Estridencia de tuercas
Cierto, Julian Barnes ha pedido comprensión hacia Dmitri Shostakóvich, tratando él mismo de comprenderlo. Convertido en protagonista de una novela que pudo ser traviesa y atrevida, acaso, escrita en clave latinoamericana, “El ruido del tiempo” (Anagrama, Barcelona, 2016), parece una de esas placas de reconocimiento que se entregan o reciben en los actos más o menos concurridos, tras un discurso convencional y sonreído.
Se dirá, resultaba ocioso y contraproducente enfrentarse tan desigualmente a la dictadura estalinista, porque la apuesta – necesariamente – no incluía u obligaba al exilio dorado. Otros, muchos otros, se adaptaron y contribuyeron a las circunstancias y, con menor talento, gozaron de la ventaja de pasar inadvertidos para los moralistas posteriores.
Consabido, la pieza de Shostakóvich, o él mismo, no ha gustado y deberá renegar de ella, amoldándose al criterio estético en boga que luce preferible al tormento siberiano, luego de la correspondiente crítica publicada en el en el órgano del partido. El templón de oreja requería de un discurso mínimo, de un razonamiento básico, para legitimar ante la élite del partido la sanción – por supuesto, moral – que autorizaba cualesquiera penalidades ulteriores.
Hijo de la ilustración, el marxismo soviético quiso hacerse y fue ilustrado, pues, no había purga ni fusilamiento de no compadecerse con el ritmo que adquiría la historia y de cuya claridad dejaba constancia el camarada Koba, el notario por excelencia del clima que la lucha de clases imponía. El socialismo del siglo XXI, autoanimado como una hazaña de la postmodernidad que le da prestancia y brillo, simplemente es hijo de la arbitrariedad, el capricho y, muy definitivamente, del pensamiento mágico-religioso, por lo que obran más los cuentadantes que notarios o jueces: no hay lógica alguna que invoque para sus pugnas y revueltas internas, excepto las que suscita el reparto del botín capturado, única fuente de disidencia entre militantes cercanos y cómplices.

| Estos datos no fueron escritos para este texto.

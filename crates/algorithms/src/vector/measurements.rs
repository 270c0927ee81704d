//! Geometric measurements: area and sliver detection

use geo::{Area as GeoArea, MultiPolygon};

/// Unsigned area of a multipolygon.
///
/// Results are in CRS units squared (square degrees for EPSG:6668; project
/// to a metric CRS for square meters).
pub fn area(geom: &MultiPolygon<f64>) -> f64 {
    geom.unsigned_area()
}

/// True when a piece is too small to be a real hazard region.
///
/// Overlay of nearly coincident boundaries leaves thin slivers; anything
/// whose area does not exceed `epsilon` is treated as overlay noise.
pub fn is_sliver(geom: &MultiPolygon<f64>, epsilon: f64) -> bool {
    area(geom) <= epsilon
}

#[cfg(test)]
mod tests {
    use super::*;
    use geo::{LineString, Polygon};

    fn square(x0: f64, size: f64) -> Polygon<f64> {
        Polygon::new(
            LineString::from(vec![
                (x0, 0.0), (x0 + size, 0.0), (x0 + size, size), (x0, size), (x0, 0.0),
            ]),
            vec![],
        )
    }

    #[test]
    fn test_area_multipolygon() {
        let mp = MultiPolygon::new(vec![square(0.0, 10.0), square(20.0, 2.0)]);
        assert!((area(&mp) - 104.0).abs() < 1e-10);
    }

    #[test]
    fn test_area_with_hole() {
        let poly = Polygon::new(
            LineString::from(vec![
                (0.0, 0.0), (10.0, 0.0), (10.0, 10.0), (0.0, 10.0), (0.0, 0.0),
            ]),
            vec![LineString::from(vec![
                (2.0, 2.0), (8.0, 2.0), (8.0, 8.0), (2.0, 8.0), (2.0, 2.0),
            ])],
        );
        assert!((area(&MultiPolygon::new(vec![poly])) - 64.0).abs() < 1e-10);
    }

    #[test]
    fn test_sliver() {
        let thin = MultiPolygon::new(vec![Polygon::new(
            LineString::from(vec![(0.0, 0.0), (10.0, 0.0), (10.0, 1e-9), (0.0, 1e-9), (0.0, 0.0)]),
            vec![],
        )]);
        assert!(is_sliver(&thin, 1e-6));
        assert!(!is_sliver(&MultiPolygon::new(vec![square(0.0, 1.0)]), 1e-6));
        assert!(is_sliver(&MultiPolygon::new(vec![]), 0.0));
    }
}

Este socialismo de nuevo siglo, ruidoso hasta el cansancio, no tiene que incurrir en sanciones morales, pues, traerlas al tapete, significa elaborarlas, trabajarlas y, por ello, nuestros Shostakóvich están fuera o dentro de la película, pero no merecen explicación alguna para el revanchismo o la persecución que puedan sufrir. Por ejemplo, intérprete consagrada, a Gabriela Montero se le ignora o se le insulta, pero un dictamen es algo imposible para justificar el rechazo ideológico que suscita en la nomenclatura que no es ni remotamente ideológica ni nada que se le parezca: eso sí, exquisita como el que más; estridentemente exquisita, si le aprietan mucho la tuerca de la vulgaridad que dicen haber superado.